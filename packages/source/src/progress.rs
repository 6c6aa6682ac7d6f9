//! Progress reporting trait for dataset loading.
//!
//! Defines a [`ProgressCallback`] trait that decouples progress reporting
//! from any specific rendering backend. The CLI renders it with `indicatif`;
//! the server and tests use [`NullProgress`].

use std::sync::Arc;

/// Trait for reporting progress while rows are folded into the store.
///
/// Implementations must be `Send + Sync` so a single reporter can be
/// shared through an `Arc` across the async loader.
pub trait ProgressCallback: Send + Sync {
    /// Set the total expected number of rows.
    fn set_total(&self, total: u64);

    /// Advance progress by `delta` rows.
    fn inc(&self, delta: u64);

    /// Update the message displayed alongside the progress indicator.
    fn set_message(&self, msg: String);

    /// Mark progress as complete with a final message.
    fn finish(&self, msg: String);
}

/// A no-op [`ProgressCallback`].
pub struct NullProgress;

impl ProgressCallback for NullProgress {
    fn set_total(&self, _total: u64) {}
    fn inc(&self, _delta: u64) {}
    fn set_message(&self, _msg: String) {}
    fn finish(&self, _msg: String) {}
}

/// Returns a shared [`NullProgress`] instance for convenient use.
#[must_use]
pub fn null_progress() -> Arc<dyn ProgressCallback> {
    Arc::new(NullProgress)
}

┄┄┄┄┄┄

» **Brief**: Find where the line with "the server and" sits in the material above, then copy exactly from it through the line with "pub struct NullProgress;". Add no other line.

» **Task solution**:
//! the server and tests use [`NullProgress`].

use std::sync::Arc;

/// Trait for reporting progress while rows are folded into the store.
///
/// Implementations must be `Send + Sync` so a single reporter can be
/// shared through an `Arc` across the async loader.
pub trait ProgressCallback: Send + Sync {
    /// Set the total expected number of rows.
    fn set_total(&self, total: u64);

    /// Advance progress by `delta` rows.
    fn inc(&self, delta: u64);

    /// Update the message displayed alongside the progress indicator.
    fn set_message(&self, msg: String);

    /// Mark progress as complete with a final message.
    fn finish(&self, msg: String);
}

/// A no-op [`ProgressCallback`].
pub struct NullProgress;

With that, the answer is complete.